American politician (born 1950)

Tom Determann (born 1950) is an American politician and retired businessman who has represented the 69th district in the Iowa House of Representatives since January 2023, which consists of parts of eastern Clinton County, including most of Clinton and Camanche. He is a member of the Republican Party.

==Early life==
Determann was born in 1950 in Clinton, Iowa, and was raised in Clinton and Camanche, Iowa. He attended the Milwaukee School of Engineering and served in the United States Army for a time.

==Political career==
Determann served several years on the Clinton County Board of Supervisors, being elected in 2016 and resigning upon his election to the House in 2022, and at one point was its chairman. He also served on the Clinton City Council, and was briefly mayor pro tempore of Clinton. He has also chaired the Clinton Area Chamber of Commerce and the Clinton Regional Development Corporation, and served as president of the Iowa-Illinois Highway Partnership and the Clinton Rotary Club.

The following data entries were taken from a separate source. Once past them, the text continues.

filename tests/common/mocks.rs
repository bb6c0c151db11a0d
//! Mock implementations for testing.
//!
//! [`MockAgroApi`] stands in for the backend so session logic can be tested
//! without a server. It records every request it receives.

use agrovision::AgroApi;
use agrovision_core::{
    ChatRequest, ChatResponse, CropFormState, Error, HealthStatus, ImageUpload, Result,
};
use async_trait::async_trait;
use parking_lot::Mutex;
use serde_json::{json, Value};
use std::sync::Arc;

/// Requests seen by a [`MockAgroApi`].
#[derive(Debug, Default)]
pub struct Recorded {
    pub crop_forms: Vec<CropFormState>,
    pub uploads: Vec<ImageUpload>,
    pub chats: Vec<ChatRequest>,
}

/// Backend double with fixed responses.
///
/// ```
/// let api = MockAgroApi::new()
///     .with_crop(json!({"recommendations": [{"crop": "Millet", "confidence": 87}]}))
///     .with_answer("Plant after the first rains.");
/// ```
#[derive(Clone)]
pub struct MockAgroApi {
    crop: Result<Value>,
    disease: Result<Value>,
    answer: Result<String>,
    recorded: Arc<Mutex<Recorded>>,
}

impl Default for MockAgroApi {
    fn default() -> Self {
        Self::new()
    }
}

impl MockAgroApi {
    /// Every endpoint fails with a transport error until configured.
    pub fn new() -> Self {
        let down = Error::Transport("mock backend not configured".to_string());
        Self {
            crop: Err(down.clone()),
            disease: Err(down.clone()),
            answer: Err(down),
            recorded: Arc::new(Mutex::new(Recorded::default())),
        }
    }

    pub fn with_crop(mut self, raw: Value) -> Self {
        self.crop = Ok(raw);
        self
    }

    pub fn with_disease(mut self, raw: Value) -> Self {
        self.disease = Ok(raw);
        self
    }

    pub fn with_answer(mut self, answer: &str) -> Self {
        self.answer = Ok(answer.to_string());
        self
    }

    pub fn failing_chat(mut self, error: Error) -> Self {
        self.answer = Err(error);
        self
    }

    /// Shared handle to the recorded requests.
    pub fn recorded(&self) -> Arc<Mutex<Recorded>> {
        Arc::clone(&self.recorded)
    }
}

#[async_trait]
impl AgroApi for MockAgroApi {
    async fn predict_crop(&self, form: &CropFormState) -> Result<Value> {
        self.recorded.lock().crop_forms.push(*form);
        self.crop.clone()
    }

    async fn predict_disease(&self, image: &ImageUpload) -> Result<Value> {
        self.recorded.lock().uploads.push(image.clone());
        self.disease.clone()
    }

    async fn chat(&self, request: &ChatRequest) -> Result<ChatResponse> {
        self.recorded.lock().chats.push(request.clone());
        self.answer.clone().map(|answer| ChatResponse { answer })
    }

    async fn health(&self) -> Result<HealthStatus> {
        Ok(HealthStatus {
            status: "ok".to_string(),
        })
    }
}

/// Crop response used across tests: Millet 87%, Sorghum 72%.
pub fn millet_response() -> Value {
    json!({
        "recommendations": [
            {"crop": "Millet", "confidence": 87},
            {"crop": "Sorghum", "confidence": 72}
        ]
    })
}

/// Disease response used across tests.
pub fn blight_response() -> Value {
    json!({"disease": "Tomato Early Blight", "confidence": 93.5})
}
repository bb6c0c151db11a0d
//! Shared helpers for integration tests.

#![allow(dead_code)]

pub mod mocks;
//! Key-value storage for the last prediction responses.
//!
//! The browser front end backs this with local storage, the CLI with a JSON
//! file, and tests with [`MemoryStore`]. Values are raw JSON text.

use crate::error::Result;
use parking_lot::RwLock;
use std::collections::HashMap;
use std::sync::Arc;

/// Key holding the last crop recommendation response.
pub const CROP_RESULT_KEY: &str = "agro_last_crop_result";

/// Key holding the last disease detection response.
pub const DISEASE_RESULT_KEY: &str = "agro_last_disease_result";

/// Persistent string storage addressed by key.
pub trait PredictionStore {
    /// Read the value under `key`, `None` if never written.
    fn load(&self, key: &str) -> Result<Option<String>>;

    /// Overwrite the value under `key`.
    fn save(&self, key: &str, value: &str) -> Result<()>;

    /// Delete the value under `key`. Missing keys are not an error.
    fn remove(&self, key: &str) -> Result<()>;
}

/// Process-local store. Clones share the same entries.
#[derive(Debug, Clone, Default)]
pub struct MemoryStore {
    entries: Arc<RwLock<HashMap<String, String>>>,
}

impl MemoryStore {
    /// Create an empty store.
    pub fn new() -> Self {
        Self::default()
    }

    /// Number of keys currently held.
    pub fn len(&self) -> usize {
        self.entries.read().len()
    }

    /// Whether the store holds no keys.
    pub fn is_empty(&self) -> bool {
        self.entries.read().is_empty()
    }
}

impl PredictionStore for MemoryStore {
    fn load(&self, key: &str) -> Result<Option<String>> {
        Ok(self.entries.read().get(key).cloned())
    }

    fn save(&self, key: &str, value: &str) -> Result<()> {
        self.entries.write().insert(key.to_string(), value.to_string());
        Ok(())
    }

    fn remove(&self, key: &str) -> Result<()> {
        self.entries.write().remove(key);
        Ok(())
    }
}
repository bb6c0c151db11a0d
//! Interactive chat session

use super::output::Output;
use crate::api::AgroApi;
use crate::session::Assistant;
use crate::types::Result;
use agrovision_core::{Error, PredictionStore};
use tokio::io::{AsyncBufRead, AsyncBufReadExt};

/// One line of interactive input.
#[derive(Debug, Clone, PartialEq, Eq)]
pub enum ReplCommand {
    /// `/quit` or `/exit`
    Quit,
    /// `/new`: reset the transcript
    NewChat,
    /// `/history`: list session titles
    History,
    /// `/delete <n>`: remove the n-th history entry (1-based)
    Delete(usize),
    /// `/help`
    Help,
    /// Anything that is not a command
    Message(String),
    /// A slash command that could not be understood
    Invalid(String),
}

impl ReplCommand {
    /// Classify a line of input.
    pub fn parse(line: &str) -> Self {
        let trimmed = line.trim();
        let Some(command) = trimmed.strip_prefix('/') else {
            return ReplCommand::Message(line.trim_end_matches(['\r', '\n']).to_string());
        };

        let mut parts = command.split_whitespace();
        match (parts.next(), parts.next(), parts.next()) {
            (Some("quit" | "exit"), None, _) => ReplCommand::Quit,
            (Some("new"), None, _) => ReplCommand::NewChat,
            (Some("history"), None, _) => ReplCommand::History,
            (Some("help"), None, _) => ReplCommand::Help,
            (Some("delete"), Some(n), None) => match n.parse::<usize>() {
                Ok(n) if n >= 1 => ReplCommand::Delete(n),
                _ => ReplCommand::Invalid(format!("'{}' is not a history number", n)),
            },
            _ => ReplCommand::Invalid(format!("Unknown command '{}'", trimmed)),
        }
    }
}

fn print_help(output: &Output) {
    output.header("Commands");
    output.kv("/new", "start a new chat (history is kept)");
    output.kv("/history", "list recent chats");
    output.kv("/delete <n>", "remove history entry n");
    output.kv("/quit", "leave");
}

/// Read lines from `input` until end of input or `/quit`.
pub async fn run_chat_loop<A, S, R>(
    assistant: &mut Assistant<A, S>,
    input: R,
    output: &Output,
) -> Result<()>
where
    A: AgroApi,
    S: PredictionStore,
    R: AsyncBufRead + Unpin,
{
    for message in assistant.chat.messages() {
        output.message(message);
    }
    output.hint("Type /help for commands.");

    let mut lines = input.lines();
    loop {
        output.prompt();
        let Some(line) = lines.next_line().await? else {
            output.newline();
            break;
        };

        match ReplCommand::parse(&line) {
            ReplCommand::Quit => break,
            ReplCommand::Help => print_help(output),
            ReplCommand::NewChat => {
                assistant.new_chat();
                for message in assistant.chat.messages() {
                    output.message(message);
                }
            }
            ReplCommand::History => output.history(assistant.chat.history()),
            ReplCommand::Delete(n) => match assistant.delete_history(n - 1) {
                Ok(entry) => output.success(&format!("Removed \"{}\"", entry.title)),
                Err(e) => output.warning(&e.to_string()),
            },
            ReplCommand::Invalid(reason) => output.warning(&reason),
            ReplCommand::Message(text) => match assistant.ask(&text).await {
                Ok(exchange) => {
                    output.message(&exchange.reply);
                    if let Some(failure) = exchange.failure {
                        output.warning(&failure.to_string());
                    }
                }
                Err(Error::EmptyInput) => {}
                Err(e) => output.warning(&e.to_string()),
            },
        }
    }
    Ok(())
}
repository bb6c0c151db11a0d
/// TOML and environment configuration.
pub mod config;
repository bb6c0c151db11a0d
//! # agrovision-core
//!
//! UI-agnostic state and data model for the AgroVision agriculture assistant.
//!
//! The crate performs no I/O. Each view is a small state machine: the front end
//! calls `begin_submit`/`submit` to get the request to send, performs the HTTP
//! call itself, and hands the outcome back through `complete`. This keeps the
//! browser app and the CLI on exactly the same behaviour.
//!
//! ## Quick Start
//!
//! ```rust
//! use agrovision_core::{CropView, MemoryStore, SessionContext};
//! use serde_json::json;
//!
//! let ctx = SessionContext::new(MemoryStore::new());
//! let mut view = CropView::new();
//!
//! let _body = view.begin_submit().unwrap();
//! // ... POST the body to /api/predict-crop ...
//! let raw = json!({"recommendations": [{"crop": "Millet", "confidence": 87}]});
//! let prediction = view.complete(&ctx, Ok(raw)).unwrap();
//!
//! assert_eq!(prediction.recommendations[0].display_line(), "Millet — 87%");
//! assert!(ctx.cached_crop().is_some());
//! ```
//!
//! ## Modules
//!
//! - [`options`] - Crop form fields and their allowed values
//! - [`types`] - Messages, predictions and wire types
//! - [`store`] / [`context`] - Cached predictions shared between views
//! - [`crop`], [`disease`], [`chat`] - View state machines
//! - [`routes`] - Page paths and navbar labels

#![warn(missing_docs)]
#![warn(clippy::all)]

pub mod chat;
pub mod context;
pub mod crop;
pub mod disease;
pub mod error;
pub mod guard;
pub mod options;
pub mod routes;
pub mod store;
pub mod types;

#[cfg(test)]
mod testing;

pub use chat::ChatSession;
pub use context::SessionContext;
pub use crop::CropView;
pub use disease::{image_content_type, DiseaseView, ImageUpload};
pub use error::{Error, Result};
pub use guard::InFlight;
pub use options::{CropFormState, PhRange, RainfallLevel, Season, SoilType, Weather};
pub use routes::Route;
pub use store::{MemoryStore, PredictionStore, CROP_RESULT_KEY, DISEASE_RESULT_KEY};
pub use types::{
    ChatMessage, ChatRequest, ChatResponse, CropPrediction, CropRecommendation, DiseaseResult,
    HealthStatus, HistoryEntry, Role, APOLOGY, GREETING,
};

Following decennial redistricting in 2021, Determann announced his bid for the open 69th district seat of the Iowa House of Representatives in January 2022. He won the Republican primaries unopposed on June 7, 2022, and defeated Democrat Jennifer Hansen in the general election on November 8 by over 1,100 votes.

Determann endorsed Ron DeSantis for president in 2023.

In 2024, Determann filed to run for reelection. He won the Republican primaries unopposed on June 4, 2024, and will face Democrat Randy Meier in the general election on November 5, 2024.

Determann currently serves on the Economic Growth and Technology, Local Government, and Transportation committees, the lattermost of which he is the vice chairman.

Determann has described himself as a fiscal conservative. He supports increased state funding towards mental health services and lower taxes.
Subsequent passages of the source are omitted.